Multiple Myeloma

Definition

Multiple Myeloma (MM) is a malignant plasma cell neoplasm characterized by clonal proliferation within the bone marrow, excessive production of monoclonal immunoglobulins (M-protein), and widespread skeletal destruction. It accounts for approximately 10% of all haematologic malignancies and is the most common primary malignant bone tumor in adults.

Pathophysiology

Neoplastic plasma cells stimulate osteoclast activity through cytokines such as RANKL and IL-6, causing osteolytic lesions, hypercalcemia, and bone pain. Osteoblast inhibition results in poor bone repair, while bone marrow infiltration leads to anaemia, thrombocytopenia, and immunodeficiency.

Epidemiology

Most cases occur between the ages of 60 and 70, with a slight male predominance. Higher incidence is reported in individuals of African descent and in patients with pre-existing monoclonal gammopathy of undetermined significance (MGUS).

Clinical Features

Patients typically present with bone pain (spine, ribs, pelvis), fatigue, recurrent infections, or anaemia. Advanced cases may show renal dysfunction, hypercalcaemia, and pathological fractures. Spinal involvement can cause cord compression and neurological deficits.

Diagnostic Criteria (CRAB Features)

• C – Hypercalcaemia (>11 mg/dL)

• R – Renal failure (creatinine >2 mg/dL)

• A – Anaemia (Hb <10 g/dL)

• B – Bone lesions (osteolytic defects or pathological fractures)

Laboratory Findings

Serum protein electrophoresis showing an M-spike, Bence–Jones proteinuria, elevated ESR, β2-microglobulin (prognostic marker), and normocytic anaemia. Bone marrow biopsy confirms clonal plasma cell infiltration (>10%).

Imaging

• X-ray: Multiple “punched-out” lytic lesions, diffuse osteopenia, and vertebral collapse.

• MRI: Detects early marrow involvement and spinal cord compression.

• PET/CT: Evaluates disease activity, metastasis, and response to therapy.

Differential Diagnosis

Metastatic carcinoma (breast, lung, prostate), lymphoma, fibrous dysplasia, and hyperparathyroidism (Brown tumor).

Treatment

• Systemic Therapy: Proteasome inhibitors (bortezomib), immunomodulators (lenalidomide, thalidomide), corticosteroids, and autologous stem cell transplantation in eligible patients.

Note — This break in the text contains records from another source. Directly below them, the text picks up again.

//! Store configuration and the builder that wires storage, clock and seeding.

use std::sync::Arc;

use crate::clock::{Clock, SystemClock};
use crate::error::StoreError;
use crate::persistence::{DEFAULT_STORAGE_KEY, TodoPersistence};
use crate::storage::{KeyValueStore, SqliteKvStore};
use crate::store::TodoStore;

pub const ENV_DATABASE_URL: &str = "AWAKEN_DATABASE_URL";
pub const ENV_TODO_KEY: &str = "AWAKEN_TODO_KEY";
pub const ENV_SEED_ON_FIRST_RUN: &str = "AWAKEN_SEED_ON_FIRST_RUN";

pub const DEFAULT_DATABASE_URL: &str = "sqlite::memory:";

/// Plain settings for opening a [`TodoStore`].
#[derive(Debug, Clone, PartialEq, Eq)]
pub struct StoreConfig {
    pub database_url: String,
    pub storage_key: String,
    /// Insert the sample records when no collection has been stored yet.
    pub seed_on_first_run: bool,
}

impl Default for StoreConfig {
    fn default() -> Self {
        Self {
            database_url: DEFAULT_DATABASE_URL.to_string(),
            storage_key: DEFAULT_STORAGE_KEY.to_string(),
            seed_on_first_run: true,
        }
    }
}

impl StoreConfig {
    /// Read settings from the process environment, falling back to defaults.
    pub fn from_env() -> Result<Self, StoreError> {
        Self::from_lookup(|name| std::env::var(name).ok())
    }

    fn from_lookup(lookup: impl Fn(&str) -> Option<String>) -> Result<Self, StoreError> {
        let mut config = Self::default();
        if let Some(url) = lookup(ENV_DATABASE_URL) {
            config.database_url = url;
        }
        if let Some(key) = lookup(ENV_TODO_KEY) {
            if key.trim().is_empty() {
                return Err(StoreError::Config(format!("{ENV_TODO_KEY} must not be empty")));
            }
            config.storage_key = key;
        }
        if let Some(seed) = lookup(ENV_SEED_ON_FIRST_RUN) {
            config.seed_on_first_run = parse_bool(&seed).ok_or_else(|| {
                StoreError::Config(format!("{ENV_SEED_ON_FIRST_RUN} must be true or false, got '{seed}'"))
            })?;
        }
        Ok(config)
    }
}

fn parse_bool(value: &str) -> Option<bool> {
    match value.trim().to_ascii_lowercase().as_str() {
        "1" | "true" | "yes" | "on" => Some(true),
        "0" | "false" | "no" | "off" => Some(false),
        _ => None,
    }
}

/// Builder for [`TodoStore`].
pub struct TodoStoreBuilder {
    config: StoreConfig,
    storage: Option<Arc<dyn KeyValueStore>>,
    clock: Option<Arc<dyn Clock>>,
}

impl TodoStoreBuilder {
    pub fn new(database_url: &str) -> Self {
        Self::from_config(StoreConfig {
            database_url: database_url.to_string(),
            ..StoreConfig::default()
        })
    }

    pub fn from_config(config: StoreConfig) -> Self {
        Self {
            config,
            storage: None,
            clock: None,
        }
    }

    pub fn with_storage_key(mut self, key: &str) -> Self {
        self.config.storage_key = key.to_string();
        self
    }

    pub fn with_seed_data(mut self, enabled: bool) -> Self {
        self.config.seed_on_first_run = enabled;
        self
    }

    pub fn with_clock(mut self, clock: Arc<dyn Clock>) -> Self {
        self.clock = Some(clock);
        self
    }

    /// Use an existing storage backend instead of connecting to `database_url`.
    pub fn with_storage(mut self, storage: Arc<dyn KeyValueStore>) -> Self {
        self.storage = Some(storage);
        self
    }

    pub async fn build(self) -> Result<TodoStore, StoreError> {
        if self.config.storage_key.trim().is_empty() {
            return Err(StoreError::Config("storage key must not be empty".into()));
        }

        let storage = match self.storage {
            Some(storage) => storage,
            None => {
                let sqlite = SqliteKvStore::connect(&self.config.database_url).await?;
                Arc::new(sqlite) as Arc<dyn KeyValueStore>
            }
        };
        let clock = match self.clock {
            Some(clock) => clock,
            None => Arc::new(SystemClock) as Arc<dyn Clock>,
        };

        let persistence = TodoPersistence::new(storage, self.config.storage_key)
            .with_seed_on_first_run(self.config.seed_on_first_run);

        Ok(TodoStore::open(persistence, clock).await)
    }
}

#[cfg(test)]
mod tests {
    use super::*;
    use std::collections::HashMap;

    fn lookup(vars: &[(&str, &str)]) -> impl Fn(&str) -> Option<String> {
        let vars: HashMap<String, String> = vars
            .iter()
            .map(|(k, v)| (k.to_string(), v.to_string()))
            .collect();
        move |name: &str| vars.get(name).cloned()
    }

    #[test]
    fn test_defaults_without_env() {
        let config = StoreConfig::from_lookup(lookup(&[])).unwrap();
        assert_eq!(config, StoreConfig::default());
        assert!(config.seed_on_first_run);
    }

    #[test]
    fn test_env_overrides() {
        let config = StoreConfig::from_lookup(lookup(&[
            (ENV_DATABASE_URL, "sqlite:./awaken.db?mode=rwc"),
            (ENV_TODO_KEY, "todos-v2"),
            (ENV_SEED_ON_FIRST_RUN, "no"),
        ]))
        .unwrap();
        assert_eq!(config.database_url, "sqlite:./awaken.db?mode=rwc");
        assert_eq!(config.storage_key, "todos-v2");
        assert!(!config.seed_on_first_run);
    }

    #[test]
    fn test_invalid_env_is_rejected() {
        let err = StoreConfig::from_lookup(lookup(&[(ENV_SEED_ON_FIRST_RUN, "maybe")]));
        assert!(matches!(err, Err(StoreError::Config(_))));

        let err = StoreConfig::from_lookup(lookup(&[(ENV_TODO_KEY, "  ")]));
        assert!(matches!(err, Err(StoreError::Config(_))));
    }
}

• Bone Protection: Bisphosphonates or denosumab to reduce skeletal complications.

• Radiotherapy: Used for local pain control or impending fractures.

• Surgery: Indicated for pathological fractures or spinal instability; fixation should consider poor bone quality and systemic disease status.

Prognosis

Median survival ranges from 5–7 years, improved by novel agents and transplantation. Prognosis depends on cytogenetic abnormalities and treatment response. Relapse is common, emphasizing lifelong follow-up.

Orthopaedic Relevance

Orthopaedic surgeons often first detect myeloma through evaluation of unexplained fractures or lytic bone lesions. Surgical management should be planned after biopsy confirmation and multidisciplinary discussion, prioritizing pain relief and stabilization.

Key Points

• Most common primary malignant bone tumor in adults.

• Radiographs show characteristic “punched-out” lytic lesions without periosteal reaction.

• Multimodal therapy combining systemic and supportive care is essential.

• Orthopaedic intervention focuses on maintaining function and stability.

References

1. Rajkumar SV. Multiple Myeloma: 2024 Update on Diagnosis, Risk-Stratification, and Management. Am J Hematol. 2024;99(5):846–865.

2. Terpos E, et al. Advances in the Diagnosis and Management of Myeloma Bone Disease. Nat Rev Rheumatol. 2023;19(1):36–52.

3. Kyle RA, Rajkumar SV. Multiple Myeloma. N Engl J Med. 2004;351(18):1860–1873.